▶ [DIRECTIONS FOR THIS TASK]: Go through the records that follow and tally the lines with "struct" in them; answer with the number alone.

Dataset entries:
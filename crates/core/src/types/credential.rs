//! `WebAuthn` credential types.
//!
//! Type-safe wrappers for `WebAuthn` credential data.

use serde::{Deserialize, Serialize};

/// `WebAuthn` credential identifier (from authenticator).
///
/// This is the raw credential ID bytes returned by the authenticator
/// during registration.
#[derive(Debug, Clone, PartialEq, Eq, Hash, Serialize, Deserialize)]
#[serde(transparent)]
pub struct WebAuthnCredentialId(Vec<u8>);

impl WebAuthnCredentialId {
    /// Create a new `WebAuthn` credential ID.
    #[must_use]
    pub const fn new(id: Vec<u8>) -> Self {
        Self(id)
    }

    /// Get the credential ID as a byte slice.
    #[must_use]
    pub fn as_bytes(&self) -> &[u8] {
        &self.0
    }

    /// Convert into the inner bytes.
    #[must_use]
    pub fn into_inner(self) -> Vec<u8> {
        self.0
    }
}

impl AsRef<[u8]> for WebAuthnCredentialId {
    fn as_ref(&self) -> &[u8] {
        &self.0
    }
}

impl From<Vec<u8>> for WebAuthnCredentialId {
    fn from(id: Vec<u8>) -> Self {
        Self(id)
    }
}

impl From<WebAuthnCredentialId> for Vec<u8> {
    fn from(id: WebAuthnCredentialId) -> Self {
        id.0
    }
}

/// Serialized passkey for database storage.
///
/// This wraps the JSON-serialized `Passkey` from `webauthn-rs` for
/// type-safe storage in the database.
#[derive(Debug, Clone, Serialize, Deserialize)]
#[serde(transparent)]
pub struct StoredPasskey(Vec<u8>);

impl StoredPasskey {
    /// Create a new stored passkey from serialized bytes.
    #[must_use]
    pub const fn new(data: Vec<u8>) -> Self {
        Self(data)
    }

    /// Get the passkey data as a byte slice.
    #[must_use]
    pub fn as_bytes(&self) -> &[u8] {
        &self.0
    }

    /// Convert into the inner bytes.
    #[must_use]
    pub fn into_inner(self) -> Vec<u8> {
        self.0
    }
}

impl AsRef<[u8]> for StoredPasskey {
    fn as_ref(&self) -> &[u8] {
        &self.0
    }
}

impl From<Vec<u8>> for StoredPasskey {
    fn from(data: Vec<u8>) -> Self {
        Self(data)
    }
}

impl From<StoredPasskey> for Vec<u8> {
    fn from(passkey: StoredPasskey) -> Self {
        passkey.0
    }
}
fn convert_cart_line_fields_add(line: add_to_cart::CartLineFields) -> CartLine {
    CartLine {
        id: line.id,
        quantity: line.quantity,
        attributes: line
            .attributes
            .into_iter()
            .map(|a| Attribute {
                key: a.key,
                value: a.value,
            })
            .collect(),
        cost: CartLineCost {
            amount_per_quantity: Money {
                amount: line.cost.amount_per_quantity.amount,
                currency_code: currency_code_to_string(line.cost.amount_per_quantity.currency_code),
            },
            compare_at_amount_per_quantity: line.cost.compare_at_amount_per_quantity.map(|c| {
                Money {
                    amount: c.amount,
                    currency_code: currency_code_to_string(c.currency_code),
                }
            }),
            subtotal_amount: Money {
                amount: line.cost.subtotal_amount.amount,
                currency_code: currency_code_to_string(line.cost.subtotal_amount.currency_code),
            },
            total_amount: Money {
                amount: line.cost.total_amount.amount,
                currency_code: currency_code_to_string(line.cost.total_amount.currency_code),
            },
        },
        merchandise: convert_merchandise_add(line.merchandise),
        discount_allocations: line
            .discount_allocations
            .into_iter()
            .map(|d| DiscountAllocation {
                discounted_amount: Money {
                    amount: d.discounted_amount.amount,
                    currency_code: currency_code_to_string(d.discounted_amount.currency_code),
                },
            })
            .collect(),
    }
}

fn convert_merchandise_add(merchandise: add_to_cart::CartLineFieldsMerchandise) -> CartMerchandise {
    let add_to_cart::CartLineFieldsMerchandise::ProductVariant(v) = merchandise;
    convert_merchandise_fields_add(v)
}

fn convert_merchandise_fields_add(v: add_to_cart::CartMerchandiseFields) -> CartMerchandise {
    CartMerchandise {
        id: v.id,
        title: v.title,
        sku: v.sku,
        available_for_sale: v.available_for_sale,
        requires_shipping: v.requires_shipping,
        price: Money {
            amount: v.price.amount,
            currency_code: currency_code_to_string(v.price.currency_code),
        },
        compare_at_price: v.compare_at_price.map(|p| Money {
            amount: p.amount,
            currency_code: currency_code_to_string(p.currency_code),
        }),
        selected_options: v
            .selected_options
            .into_iter()
            .map(|o| SelectedOption {
                name: o.name,
                value: o.value,
            })
            .collect(),
        image: v.image.map(|i| Image {
            id: i.id,
            url: i.url,
            alt_text: i.alt_text,
            width: i.width,
            height: i.height,
        }),
        product: CartMerchandiseProduct {
            id: v.product.id,
            handle: v.product.handle,
            title: v.product.title,
            vendor: v.product.vendor,
            featured_image: v.product.featured_image.map(|i| Image {
                id: i.id,
                url: i.url,
                alt_text: i.alt_text,
                width: i.width,
                height: i.height,
            }),
        },
    }
}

▶ [ANSWER TO THE PROBLEM]: 2